### Exercise prompt:
The reply should be an exact transcription of every record.

### Given records:
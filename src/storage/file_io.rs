//! JSON file helpers with atomic writes
//!
//! The state file is replaced in one rename so a crash mid-write leaves
//! either the old or the new contents, never a truncated file.

use std::fs::{self, File};
use std::io::{BufReader, BufWriter, Write};
use std::path::Path;

use serde::{de::DeserializeOwned, Serialize};

use crate::error::StepformError;

/// Read JSON from a file, returning a default value if the file doesn't exist
pub fn read_json<T, P>(path: P) -> Result<T, StepformError>
where
    T: DeserializeOwned + Default,
    P: AsRef<Path>,
{
    let path = path.as_ref();

    if !path.exists() {
        return Ok(T::default());
    }

    let file = File::open(path)
        .map_err(|e| StepformError::Storage(format!("Failed to open {}: {}", path.display(), e)))?;

    serde_json::from_reader(BufReader::new(file))
        .map_err(|e| StepformError::Storage(format!("Failed to parse {}: {}", path.display(), e)))
}

/// Write JSON to a file atomically (write to a sibling temp file, then rename)
pub fn write_json_atomic<T, P>(path: P, data: &T) -> Result<(), StepformError>
where
    T: Serialize,
    P: AsRef<Path>,
{
    let path = path.as_ref();

    if let Some(parent) = path.parent() {
        fs::create_dir_all(parent).map_err(|e| {
            StepformError::Storage(format!(
                "Failed to create directory {}: {}",
                parent.display(),
                e
            ))
        })?;
    }

    // Same directory as the target so the rename stays on one filesystem
    let temp_path = path.with_extension("json.tmp");

    let file = File::create(&temp_path)
        .map_err(|e| StepformError::Storage(format!("Failed to create temp file: {}", e)))?;

    let mut writer = BufWriter::new(file);
    serde_json::to_writer_pretty(&mut writer, data)
        .map_err(|e| StepformError::Storage(format!("Failed to serialize data: {}", e)))?;

    writer
        .flush()
        .map_err(|e| StepformError::Storage(format!("Failed to flush data: {}", e)))?;

    writer
        .get_ref()
        .sync_all()
        .map_err(|e| StepformError::Storage(format!("Failed to sync data: {}", e)))?;

    fs::rename(&temp_path, path).map_err(|e| {
        let _ = fs::remove_file(&temp_path);
        StepformError::Storage(format!("Failed to rename temp file: {}", e))
    })?;

    Ok(())
}

#[cfg(test)]
mod tests {
    use super::*;
    use std::collections::BTreeMap;
    use tempfile::TempDir;

    type Entries = BTreeMap<String, String>;

    fn sample() -> Entries {
        let mut entries = Entries::new();
        entries.insert("currentStep".into(), "2".into());
        entries
    }

    #[test]
    fn test_read_nonexistent_returns_default() {
        let temp_dir = TempDir::new().unwrap();
        let entries: Entries = read_json(temp_dir.path().join("missing.json")).unwrap();
        assert!(entries.is_empty());
    }

    #[test]
    fn test_write_and_read() {
        let temp_dir = TempDir::new().unwrap();
        let path = temp_dir.path().join("state.json");

        write_json_atomic(&path, &sample()).unwrap();

        let loaded: Entries = read_json(&path).unwrap();
        assert_eq!(loaded, sample());
    }

    #[test]
    fn test_atomic_write_no_temp_file_left() {
        let temp_dir = TempDir::new().unwrap();
        let path = temp_dir.path().join("state.json");

        write_json_atomic(&path, &sample()).unwrap();

        assert!(path.exists());
        assert!(!temp_dir.path().join("state.json.tmp").exists());
    }

    #[test]
    fn test_write_creates_parent_directories() {
        let temp_dir = TempDir::new().unwrap();
        let path = temp_dir.path().join("data").join("state.json");

        write_json_atomic(&path, &sample()).unwrap();
        assert!(path.exists());
    }

    #[test]
    fn test_read_corrupt_file_is_storage_error() {
        let temp_dir = TempDir::new().unwrap();
        let path = temp_dir.path().join("state.json");
        fs::write(&path, "{ not json").unwrap();

        let err = read_json::<Entries, _>(&path).unwrap_err();
        assert!(err.is_storage());
    }
}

### Result of the exercise:
filename src/storage/file_io.rs
//! JSON file helpers with atomic writes
//!
//! The state file is replaced in one rename so a crash mid-write leaves
//! either the old or the new contents, never a truncated file.

use std::fs::{self, File};
use std::io::{BufReader, BufWriter, Write};
use std::path::Path;

use serde::{de::DeserializeOwned, Serialize};

use crate::error::StepformError;

/// Read JSON from a file, returning a default value if the file doesn't exist
pub fn read_json<T, P>(path: P) -> Result<T, StepformError>
where
    T: DeserializeOwned + Default,
    P: AsRef<Path>,
{
    let path = path.as_ref();

    if !path.exists() {
        return Ok(T::default());
    }

    let file = File::open(path)
        .map_err(|e| StepformError::Storage(format!("Failed to open {}: {}", path.display(), e)))?;

    serde_json::from_reader(BufReader::new(file))
        .map_err(|e| StepformError::Storage(format!("Failed to parse {}: {}", path.display(), e)))
}

/// Write JSON to a file atomically (write to a sibling temp file, then rename)
pub fn write_json_atomic<T, P>(path: P, data: &T) -> Result<(), StepformError>
where
    T: Serialize,
    P: AsRef<Path>,
{
    let path = path.as_ref();

    if let Some(parent) = path.parent() {
        fs::create_dir_all(parent).map_err(|e| {
            StepformError::Storage(format!(
                "Failed to create directory {}: {}",
                parent.display(),
                e
            ))
        })?;
    }

    // Same directory as the target so the rename stays on one filesystem
    let temp_path = path.with_extension("json.tmp");

    let file = File::create(&temp_path)
        .map_err(|e| StepformError::Storage(format!("Failed to create temp file: {}", e)))?;

    let mut writer = BufWriter::new(file);
    serde_json::to_writer_pretty(&mut writer, data)
        .map_err(|e| StepformError::Storage(format!("Failed to serialize data: {}", e)))?;

    writer
        .flush()
        .map_err(|e| StepformError::Storage(format!("Failed to flush data: {}", e)))?;

    writer
        .get_ref()
        .sync_all()
        .map_err(|e| StepformError::Storage(format!("Failed to sync data: {}", e)))?;

    fs::rename(&temp_path, path).map_err(|e| {
        let _ = fs::remove_file(&temp_path);
        StepformError::Storage(format!("Failed to rename temp file: {}", e))
    })?;

    Ok(())
}

#[cfg(test)]
mod tests {
    use super::*;
    use std::collections::BTreeMap;
    use tempfile::TempDir;

    type Entries = BTreeMap<String, String>;

    fn sample() -> Entries {
        let mut entries = Entries::new();
        entries.insert("currentStep".into(), "2".into());
        entries
    }

    #[test]
    fn test_read_nonexistent_returns_default() {
        let temp_dir = TempDir::new().unwrap();
        let entries: Entries = read_json(temp_dir.path().join("missing.json")).unwrap();
        assert!(entries.is_empty());
    }

    #[test]
    fn test_write_and_read() {
        let temp_dir = TempDir::new().unwrap();
        let path = temp_dir.path().join("state.json");

        write_json_atomic(&path, &sample()).unwrap();

        let loaded: Entries = read_json(&path).unwrap();
        assert_eq!(loaded, sample());
    }

    #[test]
    fn test_atomic_write_no_temp_file_left() {
        let temp_dir = TempDir::new().unwrap();
        let path = temp_dir.path().join("state.json");

        write_json_atomic(&path, &sample()).unwrap();

        assert!(path.exists());
        assert!(!temp_dir.path().join("state.json.tmp").exists());
    }

    #[test]
    fn test_write_creates_parent_directories() {
        let temp_dir = TempDir::new().unwrap();
        let path = temp_dir.path().join("data").join("state.json");

        write_json_atomic(&path, &sample()).unwrap();
        assert!(path.exists());
    }

    #[test]
    fn test_read_corrupt_file_is_storage_error() {
        let temp_dir = TempDir::new().unwrap();
        let path = temp_dir.path().join("state.json");
        fs::write(&path, "{ not json").unwrap();

        let err = read_json::<Entries, _>(&path).unwrap_err();
        assert!(err.is_storage());
    }
}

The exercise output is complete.